Prof. Dr. h.c. mult. Hasso Plattner

Master project: Global Medical Knowledge

General Information

Teaching Staff: Milena Kraus, Cindy PerscheidDr. Matthieu-P. Schapranow, Dr. Matthias Uflacker

Project Kickoff Location: HPI Campus II, August-Bebel-Str. 88, 2nd floor

Contact: Milena Kraus


Selecting the best treatment option for patients suffering from rare diseases, e.g. autoimmune diseases, is still a challenging task for clinicians. Discovery of scientific innovations lacks instant access to patient data, e.g. to test research hypotheses. Current medical knowledge about rare diseases is young and fragmented, while biomarkers for meaningful decision making are not yet verified.

The aim of precision medicine is to incorporate all available data, e.g. from other patients, historic cases or biobanks, to derive a meaningful decision based on statistical analyses. Medical doctors should be able to access all details relevant for the treatment of a current case, e.g. from similar historic and worldwide patient cases, in a way that guarantees the privacy of each individual.
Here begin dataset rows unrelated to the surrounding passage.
// Command line arguments

use clap::{Args, Parser, Subcommand};
use std::path::PathBuf;

/// Analysis requested when `--type` is omitted
pub const DEFAULT_ANALYSIS_TYPE: &str = "comprehensive";

#[derive(Debug, Parser)]
#[command(name = "ragdesk", version, about = "Index codebases and logs, then ask questions about them")]
pub struct Cli {
    /// Config file (defaults to ragdesk.toml in the app data directory)
    #[arg(long, global = true, value_name = "PATH")]
    pub config: Option<PathBuf>,

    /// Backend API root, overrides the config file and RAGDESK_API_URL
    #[arg(long, global = true, value_name = "URL")]
    pub api_url: Option<String>,

    /// Debug logging
    #[arg(short, long, global = true)]
    pub verbose: bool,

    #[command(subcommand)]
    pub command: Command,
}

#[derive(Debug, Subcommand)]
pub enum Command {
    /// List stored projects
    Projects,

    /// Index a new project
    Add(AddArgs),

    /// Ask a question, about a project or in free conversation
    Ask(AskArgs),

    /// Run a code analysis and follow it until it finishes
    Analyze(AnalyzeArgs),

    /// Rebuild a project's collection in the current index format
    Reindex(ProjectArgs),

    /// Show the automatic analysis of a log project, or ask about it
    Logs(LogsArgs),

    /// Interactive session
    Chat,
}

#[derive(Debug, Args)]
pub struct AddArgs {
    #[command(subcommand)]
    pub source: AddSource,
}

#[derive(Debug, Subcommand)]
pub enum AddSource {
    /// Upload a zip archive
    Zip(FileSource),
    /// Upload a rar archive
    Rar(FileSource),
    /// Upload an archive, zip or rar picked from the file name
    Archive(FileSource),
    /// Import a public GitHub repository
    Github(GitHubSource),
    /// Upload a log file
    Log(FileSource),
}

#[derive(Debug, Args)]
pub struct FileSource {
    #[arg(value_name = "FILE")]
    pub file: PathBuf,

    /// Project name (defaults to the file name without extension)
    #[arg(short, long)]
    pub name: Option<String>,
}

#[derive(Debug, Args)]
pub struct GitHubSource {
    #[arg(value_name = "URL")]
    pub url: String,

    /// Project name (defaults to the repository name)
    #[arg(short, long)]
    pub name: Option<String>,
}

#[derive(Debug, Args)]
pub struct AskArgs {
    /// Project id, omit for free conversation
    #[arg(short, long)]
    pub project: Option<String>,

    #[arg(value_name = "QUESTION", required = true, num_args = 1..)]
    pub question: Vec<String>,
}

#[derive(Debug, Args)]
pub struct AnalyzeArgs {
    /// Code project id
    #[arg(short, long)]
    pub project: String,

    /// Analysis type
    #[arg(short = 't', long = "type", default_value = DEFAULT_ANALYSIS_TYPE)]
    pub analysis_type: String,

    /// Restrict the analysis to one file
    #[arg(long, value_name = "PATH")]
    pub path: Option<String>,

    /// Reindex automatically when the collection format is outdated
    #[arg(long)]
    pub reindex: bool,
}

#[derive(Debug, Args)]
pub struct ProjectArgs {
    /// Project id
    #[arg(short, long)]
    pub project: String,
}

#[derive(Debug, Args)]
pub struct LogsArgs {
    /// Log project id
    #[arg(short, long)]
    pub project: String,

    /// Question about the logs
    #[arg(short, long)]
    pub query: Option<String>,
}
// Resilient poll
// Timer driven status loop for analysis and reindex jobs. Tolerates transient
// check failures and ends in a soft timeout that the user can resume.

use std::collections::BTreeMap;
use std::sync::Arc;
use tokio::time::{interval, MissedTickBehavior};

use super::events::{PollEvent, PollEventSink};
use super::policy::ResilientPolicy;
use super::remediation::{findings_request_reindex, is_partial_success_needing_reindex, ReindexAction};
use crate::models::{JobKind, JobState, JobStatus};
use crate::services::backend::JobApi;

/// Job followed by a resilient session
#[derive(Debug, Clone, PartialEq, Eq)]
pub struct PollTarget {
    pub job_id: String,
    pub kind: JobKind,
    /// Collection the job runs against
    pub collection_name: String,
    /// Display name of the project owning the collection
    pub project_name: String,
}

/// Terminal outcome of a poll session
#[derive(Debug, Clone, PartialEq)]
pub enum PollOutcome {
    Succeeded(JobStatus),
    /// Partial success, the collection has to be rebuilt
    NeedsRemediation {
        action: ReindexAction,
        status: JobStatus,
    },
    Failed { message: String },
    /// Gave up after consecutive check failures
    Aborted {
        consecutive_errors: u32,
        error: String,
    },
    /// Attempt budget exhausted, resumable
    TimedOut { attempts: u32 },
    /// Status endpoint returned 404 for a reindex job
    StatusUnavailable,
}

impl PollOutcome {
    pub fn is_success(&self) -> bool {
        matches!(self, PollOutcome::Succeeded(_))
    }
}

/// Poll until the job reaches a terminal state or the session gives up.
///
/// The first check runs immediately. Checks are awaited inside the loop, so a
/// slow response delays the next tick instead of overlapping it.
///
/// A timeout is returned without an event. The owner of the session records
/// it as resumable and then announces `PollEvent::TimedOut`.
pub async fn run_resilient(
    api: Arc<dyn JobApi>,
    target: PollTarget,
    policy: ResilientPolicy,
    sink: Arc<dyn PollEventSink>,
) -> PollOutcome {
    let PollTarget { job_id, kind, .. } = target.clone();
    let mut ticker = interval(policy.interval);
    ticker.set_missed_tick_behavior(MissedTickBehavior::Delay);

    let mut attempts: u32 = 0;
    let mut consecutive_errors: u32 = 0;

    loop {
        ticker.tick().await;
        attempts += 1;

        match api.get_status(&job_id, kind).await {
            Err(e) if policy.not_found_is_terminal && e.is_not_found() => {
                log::warn!("{} job {} status unavailable", kind.label(), job_id);
                sink.emit(PollEvent::StatusUnavailable {
                    job_id: job_id.clone(),
                    kind,
                });
                return PollOutcome::StatusUnavailable;
            }
            Err(e) => {
                consecutive_errors += 1;
                log::warn!(
                    "{} status check {} for {} failed ({}/{}): {}",
                    kind.label(),
                    attempts,
                    job_id,
                    consecutive_errors,
                    policy.max_consecutive_errors,
                    e
                );

                if consecutive_errors >= policy.max_consecutive_errors {
                    let error = e.to_string();
                    sink.emit(PollEvent::Fatal {
                        job_id: job_id.clone(),
                        kind,
                        message: error.clone(),
                    });
                    return PollOutcome::Aborted {
                        consecutive_errors,
                        error,
                    };
                }
            }
            Ok(status) => {
                consecutive_errors = 0;

                if kind == JobKind::Analyze && is_partial_success_needing_reindex(&status) {
                    return needs_remediation(&target, status, sink.as_ref());
                }

                match status.status {
                    state if state.is_success() => {
                        if kind == JobKind::Analyze && findings_request_reindex(&status) {
                            return needs_remediation(&target, status, sink.as_ref());
                        }
                        log::info!("{} job {} completed", kind.label(), job_id);
                        sink.emit(PollEvent::Completed {
                            job_id: job_id.clone(),
                            kind,
                            status: status.clone(),
                        });
                        return PollOutcome::Succeeded(status);
                    }
                    JobState::Failed => {
                        let message = if status.message.is_empty() {
                            "Unknown error".to_string()
                        } else {
                            status.message
                        };
                        sink.emit(PollEvent::Failed {
                            job_id: job_id.clone(),
                            kind,
                            message: message.clone(),
                        });
                        return PollOutcome::Failed { message };
                    }
                    _ => {
                        let progress = status.progress();
                        sink.emit(PollEvent::Progress {
                            job_id: job_id.clone(),
                            kind,
                            attempt: attempts,
                            percentage: progress.percentage,
                            stage: progress.stage,
                            message: status.message,
                        });
                    }
                }
            }
        }

        if attempts >= policy.max_attempts {
            log::warn!("{} job {} timed out after {} checks", kind.label(), job_id, attempts);
            return PollOutcome::TimedOut { attempts };
        }
    }
}

fn needs_remediation(target: &PollTarget, status: JobStatus, sink: &dyn PollEventSink) -> PollOutcome {
    log::info!(
        "Analysis of {} reports an outdated collection format",
        target.collection_name
    );
    let action = ReindexAction {
        collection_name: target.collection_name.clone(),
        project_name: target.project_name.clone(),
    };
    let findings: BTreeMap<String, String> = status.findings.clone().unwrap_or_default();
    sink.emit(PollEvent::RemediationRequired {
        job_id: target.job_id.clone(),
        action: action.clone(),
        findings,
    });
    PollOutcome::NeedsRemediation { action, status }
}
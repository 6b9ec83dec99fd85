// Key-Value Store
// Durable string storage behind the project store

use std::collections::HashMap;
use std::sync::Mutex;

/// Durable key-value storage
pub trait KeyValueStore: Send + Sync {
    /// Value stored under `key`, `None` when absent
    fn load(&self, key: &str) -> Result<Option<String>, String>;

    fn save(&self, key: &str, value: &str) -> Result<(), String>;
}

/// Process-local store, used by tests and ephemeral sessions
#[derive(Default)]
pub struct MemoryStore {
    values: Mutex<HashMap<String, String>>,
}

impl MemoryStore {
    pub fn new() -> Self {
        Self::default()
    }
}

impl KeyValueStore for MemoryStore {
    fn load(&self, key: &str) -> Result<Option<String>, String> {
        let values = self
            .values
            .lock()
            .map_err(|e| format!("Failed to acquire store lock: {}", e))?;
        Ok(values.get(key).cloned())
    }

    fn save(&self, key: &str, value: &str) -> Result<(), String> {
        let mut values = self
            .values
            .lock()
            .map_err(|e| format!("Failed to acquire store lock: {}", e))?;
        values.insert(key.to_string(), value.to_string());
        Ok(())
    }
}
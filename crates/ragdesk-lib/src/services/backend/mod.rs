// Backend Job Client Module
//
// This module provides:
// - JobApi trait, the seam between the pollers and the RAG backend
// - HttpJobClient, the reqwest implementation
// - Job error taxonomy and request/response payloads

pub mod api;
pub mod error;
pub mod types;

use async_trait::async_trait;
use std::sync::Arc;

pub use api::{github_repo_name, HttpJobClient};
pub use error::{JobError, JobErrorCode, JobResult};
pub use types::{ArchiveFormat, IngestSource, IngestStarted};

use crate::models::{AskResponse, JobKind, JobStatus, ProjectType};

/// QA endpoint family a question is sent to
#[derive(Debug, Clone, Copy, PartialEq, Eq)]
pub enum QaTarget {
    /// `/qa/question`, also used for free conversation
    Code,
    /// `/logs/question`
    Log,
}

impl From<ProjectType> for QaTarget {
    fn from(project_type: ProjectType) -> Self {
        match project_type {
            ProjectType::Code => QaTarget::Code,
            ProjectType::Log => QaTarget::Log,
        }
    }
}

/// Operations offered by the RAG backend.
/// Each call is a single request; retries and scheduling belong to the pollers.
#[async_trait]
pub trait JobApi: Send + Sync {
    /// Upload or register content, returning the accepted ingest job
    async fn start_ingest(&self, source: &IngestSource) -> JobResult<IngestStarted>;

    /// Start a code analysis job on a collection
    async fn start_analysis(
        &self,
        collection_name: &str,
        analysis_type: &str,
        file_path: Option<&str>,
    ) -> JobResult<String>;

    /// Start rebuilding a collection in the current index format
    async fn start_reindex(&self, collection_name: &str) -> JobResult<String>;

    /// Fetch the current status of a job
    async fn get_status(&self, job_id: &str, kind: JobKind) -> JobResult<JobStatus>;

    /// Ask a question against a collection (empty collection = free conversation)
    async fn ask(
        &self,
        target: QaTarget,
        collection_name: &str,
        question: &str,
    ) -> JobResult<AskResponse>;
}

/// Shared job client handle
pub type SharedJobApi = Arc<dyn JobApi>;

/// Factory function to create the HTTP job client
pub fn create_client(base_url: &str, timeout_secs: u64) -> JobResult<SharedJobApi> {
    Ok(Arc::new(HttpJobClient::new(base_url, timeout_secs)?))
}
Researchers should be able to test their hypotheses on linked data sources to improve scientific findings. For the first time, the medical documentation would be used to improve decision making for a current patient and not only for accounting and billing purposes. However, it remains unclear how to identify, link, and explore relevant data from distributed data sources, e.g. across hospitals, countries, and continents, in a timely manner. 


Let us assume a cooperation project between two medical centers that requires the exchange of pseudonymized data for a subset of patients suffering from a specific cancer disease to find the optimal treatment decision. Today, medical data is stored in distributed, heterogenous databases of each of the medical centers. We incorporate latest in-memory database technology to combine data coming from these individual systems enabling precision medicine. Therefore we initially need to define a hierarchy of distributed database systems and furthermore define how to connect them. The master database node needs to have access to specific subsets of data of individual partners. It distributes incoming queries to the corresponding databases for further processing and merges individual results from sub databases to form the complete response. In such a setup, subsets of private database content can be sharable between project partners, while full control about the complete data set remains local. As a result, all cooperation partners are able to perform analyses on the shared data set only. This approach incorporates no changes of the individual database landscape to enable the exchange of data.

Building on our long-lasting experience in applying in-memory technology to selected enterprise challenges, we also focus on processing and analyzing of scientific data sets in real-time. In particular, the applicability of in-memory technology for analysis of clinical data will be evaluated. Proof of concept prototypes will be engineered and showed to potential end users in the course of this project. In the course of the project, we can build on the existing federated in-memory database for life sciences "Analyze Genomes".


Project Partners

The project team will have frequently contact with experts of our cooperation partners SAP AG, Walldorf and Charité — Universitätsmedizin, Berlin.


The project team will work on latest server hardware, in-memory, and multi-core technology provided by the “Enterprise Application Architecture Laboratory” at our group and HPI’s “Future SOC Lab”. The laboratory builds the foundation for HPI’s in-memory technology activities. Due to our cooperations with hardware and software vendors, we are able to access high-end hard- and software before it is available for the public market. For example, SAP’s in-memory database “SAP HANA”, which is optimized for enterprise data management, will be used as technology foundation.